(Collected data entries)
──────────────────────────────

//! Selection between the direct and the batching transport.

use crate::{AcceleratorConfig, BatchConfig, BatchingTransport};
use alloy_rpc_client::RpcClient;
use alloy_transport::Transport;
use alloy_transport_http::{Client, Http};
use url::Url;

/// How outbound requests reach the node.
#[derive(Debug, Clone, Copy, PartialEq, Eq)]
pub enum TransportMode {
    /// Every request is sent immediately, on its own.
    Direct,
    /// Concurrent requests are coalesced into batches.
    Batched(BatchConfig),
}

impl TransportMode {
    /// Returns the mode selected by the given config.
    pub const fn from_config(config: &AcceleratorConfig) -> Self {
        if config.enable_batching { Self::Batched(config.batch) } else { Self::Direct }
    }
}

/// Routes every outbound call through the transport selected at construction.
///
/// The dispatcher only chooses a transport. Call semantics, ordering and error propagation
/// are those of the selected transport.
#[derive(Debug, Clone, Copy, PartialEq, Eq)]
pub struct RequestDispatcher {
    mode: TransportMode,
}

impl RequestDispatcher {
    /// Creates a new [`RequestDispatcher`] for the given mode.
    pub const fn new(mode: TransportMode) -> Self {
        Self { mode }
    }

    /// Creates a new [`RequestDispatcher`] from the given config.
    pub const fn from_config(config: &AcceleratorConfig) -> Self {
        Self::new(TransportMode::from_config(config))
    }

    /// Returns the selected mode.
    pub const fn mode(&self) -> TransportMode {
        self.mode
    }

    /// Builds an [`RpcClient`] sending requests through `transport`.
    ///
    /// In batched mode this spawns the batching task and so must be called inside a Tokio
    /// runtime.
    pub fn client<T: Transport + Clone>(&self, transport: T) -> RpcClient {
        match self.mode {
            TransportMode::Direct => {
                debug!(target: "accelerator::dispatch", "Using direct transport");
                RpcClient::new(transport, false)
            }
            TransportMode::Batched(config) => {
                debug!(
                    target: "accelerator::dispatch",
                    window_ms = config.window_ms,
                    max_size = config.max_size,
                    "Using batching transport"
                );
                RpcClient::new(BatchingTransport::new(transport, config), false)
            }
        }
    }

    /// Builds an [`RpcClient`] talking HTTP to `url`.
    pub fn http_client(&self, url: Url) -> RpcClient {
        self.client(Http::with_client(Client::new(), url))
    }
}

#[cfg(test)]
mod tests {
    use super::*;
    use crate::test_utils::MockTransport;
    use alloy_primitives::U64;
    use rstest::rstest;
    use serde_json::json;

    #[test]
    fn test_mode_from_config() {
        let config = AcceleratorConfig::default();
        assert_eq!(TransportMode::from_config(&config), TransportMode::Batched(config.batch));

        let config = config.with_batching(false);
        assert_eq!(TransportMode::from_config(&config), TransportMode::Direct);
    }

    #[rstest]
    #[case::batched(true, vec![4])]
    #[case::direct(false, vec![1, 1, 1, 1])]
    #[tokio::test]
    async fn test_outbound_requests(#[case] enable_batching: bool, #[case] expected: Vec<usize>) {
        let mock = MockTransport::new(|_, _| Ok(json!("0x2a")));
        let config = AcceleratorConfig::default().with_batching(enable_batching);
        let client = RequestDispatcher::from_config(&config).client(mock.clone());

        let calls = (0..4).map(|_| {
            let client = client.clone();
            async move { client.request_noparams::<U64>("eth_blockNumber").await }
        });
        for result in futures::future::join_all(calls).await {
            assert_eq!(result.unwrap(), U64::from(42));
        }

        assert_eq!(mock.batch_sizes(), expected);
    }
}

──────────────────────────────

**WHAT TO PRODUCE**.
Nothing but the lines from the one containing "#[case::direct(false, vec![1, 1, 1, 1])]" to the end of the records above should appear, each copied exactly.

**FINISHED TASK**.
    #[case::direct(false, vec![1, 1, 1, 1])]
    #[tokio::test]
    async fn test_outbound_requests(#[case] enable_batching: bool, #[case] expected: Vec<usize>) {
        let mock = MockTransport::new(|_, _| Ok(json!("0x2a")));
        let config = AcceleratorConfig::default().with_batching(enable_batching);
        let client = RequestDispatcher::from_config(&config).client(mock.clone());

        let calls = (0..4).map(|_| {
            let client = client.clone();
            async move { client.request_noparams::<U64>("eth_blockNumber").await }
        });
        for result in futures::future::join_all(calls).await {
            assert_eq!(result.unwrap(), U64::from(42));
        }

        assert_eq!(mock.batch_sizes(), expected);
    }
}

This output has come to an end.